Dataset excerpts
::::::

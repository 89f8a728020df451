//! # grain-core
//! Foundation types for the Grain ledger: exact currency amounts,
//! contributor identities, ledger events, and distribution records.

pub mod amount;
pub mod constants;
pub mod distribution;
pub mod error;
pub mod event;
pub mod identity;

pub use amount::{GrainAmount, checked_sum, split_budget};
pub use distribution::{AllocationPolicy, Distribution, DistributionId};
pub use error::{AmountError, DistributionError, GrainError, LedgerError};
pub use event::{Action, LedgerEvent};
pub use identity::{Identity, IdentityId, IdentityName, IdentitySubtype};
//! Distribution records: one atomic minting of a grain budget across
//! identities according to an allocation policy.

use std::collections::BTreeMap;
use std::fmt;
use std::str::FromStr;

use rand::RngCore;
use serde::de::Error as _;
use serde::{Deserialize, Deserializer, Serialize, Serializer};

use crate::amount::{GrainAmount, checked_sum};
use crate::error::{AmountError, LedgerError};
use crate::identity::IdentityId;

/// An opaque 16-byte distribution identifier, rendered as 32 hex characters.
#[derive(Clone, Copy, Debug, PartialEq, Eq, Hash, PartialOrd, Ord)]
pub struct DistributionId([u8; 16]);

impl DistributionId {
    /// Generate a fresh random id.
    pub fn random() -> Self {
        let mut bytes = [0u8; 16];
        rand::thread_rng().fill_bytes(&mut bytes);
        Self(bytes)
    }

    /// Create an id from a byte array.
    pub const fn from_bytes(bytes: [u8; 16]) -> Self {
        Self(bytes)
    }
}

impl fmt::Display for DistributionId {
    fn fmt(&self, f: &mut fmt::Formatter<'_>) -> fmt::Result {
        write!(f, "{}", hex::encode(self.0))
    }
}

impl FromStr for DistributionId {
    type Err = LedgerError;

    fn from_str(s: &str) -> Result<Self, Self::Err> {
        let bytes = hex::decode(s).map_err(|_| LedgerError::MalformedLogEntry {
            line: 0,
            reason: format!("invalid distribution id: {s}"),
        })?;
        let bytes: [u8; 16] = bytes.try_into().map_err(|_| LedgerError::MalformedLogEntry {
            line: 0,
            reason: format!("distribution id must be 16 bytes: {s}"),
        })?;
        Ok(Self(bytes))
    }
}

impl Serialize for DistributionId {
    fn serialize<S: Serializer>(&self, serializer: S) -> Result<S::Ok, S::Error> {
        serializer.collect_str(self)
    }
}

impl<'de> Deserialize<'de> for DistributionId {
    fn deserialize<D: Deserializer<'de>>(deserializer: D) -> Result<Self, D::Error> {
        let s = String::deserialize(deserializer)?;
        s.parse().map_err(D::Error::custom)
    }
}

/// How a distribution's budget was allocated.
///
/// The variant is stored in the ledger event, so historical distributions
/// remain auditable against their policy.
#[derive(Clone, Copy, Debug, PartialEq, Eq, Serialize, Deserialize)]
#[serde(tag = "policy", rename_all = "SCREAMING_SNAKE_CASE")]
pub enum AllocationPolicy {
    /// Allocate proportionally to Cred earned since the last distribution.
    /// Rewards recent activity; ignores lifetime history.
    Immediate {
        /// Total budget minted by this distribution, in atomic units.
        budget: GrainAmount,
    },
    /// Allocate toward each identity's lifetime-Cred fair share, paying
    /// more to identities whose historical payout lags their historical
    /// Cred. Over many rounds payouts converge to the cumulative Cred
    /// distribution.
    Balanced {
        /// Total budget minted by this distribution, in atomic units.
        budget: GrainAmount,
    },
}

impl AllocationPolicy {
    /// The budget this policy was asked to allocate.
    pub fn budget(&self) -> GrainAmount {
        match self {
            Self::Immediate { budget } | Self::Balanced { budget } => *budget,
        }
    }
}

/// An immutable record of one budget allocation across identities.
///
/// The allocation map is a `BTreeMap` so serialization order is
/// deterministic; zero shares may be represented explicitly.
#[derive(Clone, Debug, PartialEq, Eq, Serialize, Deserialize)]
pub struct Distribution {
    /// Unique distribution identifier.
    pub id: DistributionId,
    /// When the distribution was computed, in ms since the epoch.
    pub timestamp_ms: i64,
    /// The policy that produced the allocations.
    pub policy: AllocationPolicy,
    /// Per-identity grain grants. Must sum to the policy's budget.
    pub allocations: BTreeMap<IdentityId, GrainAmount>,
}

impl Distribution {
    /// Sum of all allocations.
    ///
    /// # Errors
    ///
    /// [`AmountError::ArithmeticOverflow`] if the sum exceeds `u128`.
    pub fn total(&self) -> Result<GrainAmount, AmountError> {
        checked_sum(self.allocations.values().copied())
    }

    /// Check conservation: allocations must sum exactly to the declared
    /// budget, with no remainder lost or invented.
    ///
    /// # Errors
    ///
    /// [`LedgerError::BudgetMismatch`] if the sums differ.
    pub fn verify_total(&self) -> Result<(), LedgerError> {
        let total = self.total()?;
        let budget = self.policy.budget();
        if total != budget {
            return Err(LedgerError::BudgetMismatch {
                declared: budget.atoms(),
                allocated: total.atoms(),
            });
        }
        Ok(())
    }
}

::::::

# Task instructions:
Only the lines from the first line of the records through the line with "pub mod identity;" should be reproduced, exactly and with nothing added.

# Answer to the exercise:
repository 89f8a728020df451
//! # grain-core
//! Foundation types for the Grain ledger: exact currency amounts,
//! contributor identities, ledger events, and distribution records.

pub mod amount;
pub mod constants;
pub mod distribution;
pub mod error;
pub mod event;
pub mod identity;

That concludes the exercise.